The kids’ cell phones wouldn’t work. No way to call Mom at work and tell her they didn’t have a ride home. At what point did the driver tell those kids to just get off the bus and start walking?
How far, how many blocks, how many bridges would those kids have to cross to get home? Would they have been mugged for their backpacks, for their bottles of water? Maybe not at first. But by dark, yeah.
Did they make it home? Or were those families separated forever?
Don’t dwell, Barker.
Don’t think about it. It’s over. It already happened, no sense in feeling the sickness all over again, as if it was happening right then in front of him.

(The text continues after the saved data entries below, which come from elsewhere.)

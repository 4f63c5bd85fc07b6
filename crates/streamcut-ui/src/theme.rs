// src/theme.rs
use egui::{Context, Color32, Stroke, Visuals, Style};

// ── Palette ──────────────────────────────────────────────────────────────────
pub const ACCENT:        Color32 = Color32::from_rgb( 60, 200, 180);
pub const ACCENT_DIM:    Color32 = Color32::from_rgb( 30, 125, 112);
pub const ACCENT_HOVER:  Color32 = Color32::from_rgb(110, 225, 205);

pub const DARK_BG_0:     Color32 = Color32::from_rgb( 13,  14,  17);
pub const DARK_BG_1:     Color32 = Color32::from_rgb( 19,  21,  25);
pub const DARK_BG_2:     Color32 = Color32::from_rgb( 27,  30,  36);
pub const DARK_BG_3:     Color32 = Color32::from_rgb( 37,  41,  49);
pub const DARK_BG_4:     Color32 = Color32::from_rgb( 49,  54,  64);

pub const DARK_TEXT:     Color32 = Color32::from_rgb(218, 222, 228);
pub const DARK_TEXT_DIM: Color32 = Color32::from_rgb(118, 124, 138);
pub const DARK_BORDER:   Color32 = Color32::from_rgb( 54,  58,  70);

/// Mark-in handle and span edge.
pub const MARKER_IN:     Color32 = Color32::from_rgb( 88, 160, 255);
/// Mark-out handle.
pub const MARKER_OUT:    Color32 = Color32::from_rgb(255, 140,  90);
/// Selected span fill on the trim strip.
pub const STRIP_SPAN:    Color32 = Color32::from_rgba_premultiplied(40, 90, 80, 110);

/// Muted green for success banners.
pub const GREEN_DIM:     Color32 = Color32::from_rgb( 80, 190, 120);
/// Muted red for error banners.
pub const RED_DIM:       Color32 = Color32::from_rgb(200,  80,  80);

pub fn configure_style(ctx: &Context) {
    let mut style = Style::default();

    style.spacing.item_spacing     = egui::vec2(6.0, 5.0);
    style.spacing.window_margin    = egui::Margin::same(10);
    style.spacing.button_padding   = egui::vec2(10.0, 5.0);
    style.spacing.scroll.bar_width = 8.0;
    style.spacing.indent           = 12.0;

    let cr = egui::CornerRadius::same(4);

    let mut v = Visuals::dark();
    v.panel_fill       = DARK_BG_1;
    v.window_fill      = DARK_BG_2;
    v.faint_bg_color   = DARK_BG_0;
    v.extreme_bg_color = DARK_BG_0;
    v.window_stroke    = Stroke::new(1.0, DARK_BORDER);

    v.selection.bg_fill = ACCENT_DIM;
    v.selection.stroke  = Stroke::new(1.0, Color32::BLACK);
    v.hyperlink_color   = ACCENT_HOVER;

    v.widgets.noninteractive.bg_fill       = DARK_BG_2;
    v.widgets.noninteractive.bg_stroke     = Stroke::new(1.0, DARK_BORDER);
    v.widgets.noninteractive.fg_stroke     = Stroke::new(1.0, DARK_TEXT_DIM);
    v.widgets.noninteractive.corner_radius = cr;

    v.widgets.inactive.bg_fill       = DARK_BG_3;
    v.widgets.inactive.bg_stroke     = Stroke::new(1.0, DARK_BORDER);
    v.widgets.inactive.fg_stroke     = Stroke::new(1.0, DARK_TEXT);
    v.widgets.inactive.corner_radius = cr;

    v.widgets.hovered.bg_fill        = DARK_BG_4;
    v.widgets.hovered.bg_stroke      = Stroke::new(1.0, ACCENT_DIM);
    v.widgets.hovered.fg_stroke      = Stroke::new(1.5, ACCENT_HOVER);
    v.widgets.hovered.corner_radius  = cr;

    v.widgets.active.bg_fill         = ACCENT_DIM;
    v.widgets.active.bg_stroke       = Stroke::new(1.0, ACCENT);
    v.widgets.active.fg_stroke       = Stroke::new(2.0, Color32::WHITE);
    v.widgets.active.corner_radius   = cr;

    v.widgets.open.bg_fill           = DARK_BG_4;
    v.widgets.open.bg_stroke         = Stroke::new(1.0, ACCENT_DIM);
    v.widgets.open.fg_stroke         = Stroke::new(1.5, ACCENT_HOVER);
    v.widgets.open.corner_radius     = cr;

    v.override_text_color = Some(DARK_TEXT);

    ctx.set_visuals(v);
    ctx.set_style(style);

    ctx.style_mut(|s| {
        s.visuals.window_corner_radius = cr;
        s.visuals.menu_corner_radius   = cr;
    });
}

He started to walk toward the bus, his gaze riveted on the sickening, choking vines that crept up the sides, proof that even in a city made of cement and steel, nature would find a way.
Something caught his foot, and he stumbled. Fell.
He screamed when the ground dropped out from under him, darkness encased him, and still he fell farther.
When he landed at the bottom of the open sewer, he was drenched, alone, and bruised.
Fuck me, I’m a dead man.
Jenna heard an
angry yell, somewhere outside the bus.
Shit.
She lay still, not moving, barely breathing. Maybe it was the “criminal elements” Barker had spoken about, those men who still scavenged through the city instead of living at the camp. Or maybe it was . . . Barker.
His voice sounded distant, but she could hear him. Cursing loudly. Yelling. It was Barker all right.
Where was he? Why wasn’t the sound moving closer?
Why wasn’t the sound traveling . . . at all?
Jenna sat up and grabbed the rifle. She peered out of the back window of the bus, but Barker was nowhere to be seen.
And yet, she could still hear him.
Then silence.
What the hell was going on?
Then a yell again, a sound like a trapped lion. Angry. Maybe . . . scared?
Just hide, he’ll pass by.
She ducked down again, but over the next half an hour, she kept hearing the same thing. Silence, then yelling. Sometimes it was just “Fuuuuuck! Fuck.”
Sometimes it was grunting, like he was doing something strenuous, and not succeeding.
And the sound never moved, never got closer. Something was wrong.
Really wrong.
Well, I won’t get any rest knowing he’s nearby.
She had to investigate. And if she saw him . . . she’d shoot him.
But could she actually do that?
She looked at the rifle on the strap across her chest. It had a little switch on the left side, one that was pointing toward the word “safe.” Above that was the word “semi” and to the right, what looked like a spray of bullets.
It was a military-issue gun. An M16, she thought she remembered the soldiers saying. What was semi? What would the bullet spray switch do?
I really don’t want to find out.
But she got up, put on the heavy bag, and exited the bus.
She held the rifle up to her face, pointing the muzzle out, and scanned the area. Nothing.
But Barker was there, somewhere. Screaming in fury.
“Um . . . hello?” she called.
“Jenna!” she heard him yell. “Thank you Jesus! Help me, please.”
What the fuck?
“Where are you, Barker?”
He started laughing. Could he see her?
“I’m in the sewer. Don’t fall in yourself. I can’t climb out.”
Jenna looked for an open manhole, and found it. Nothing was in its path to keep people from falling in. If she had come from the opposite direction, she might have fallen in it as well.
“Please, Jenna, help me.”
Jenna walked slowly over to the edge of the manhole and peered in. The hole was deep, about three feet over his six-foot frame.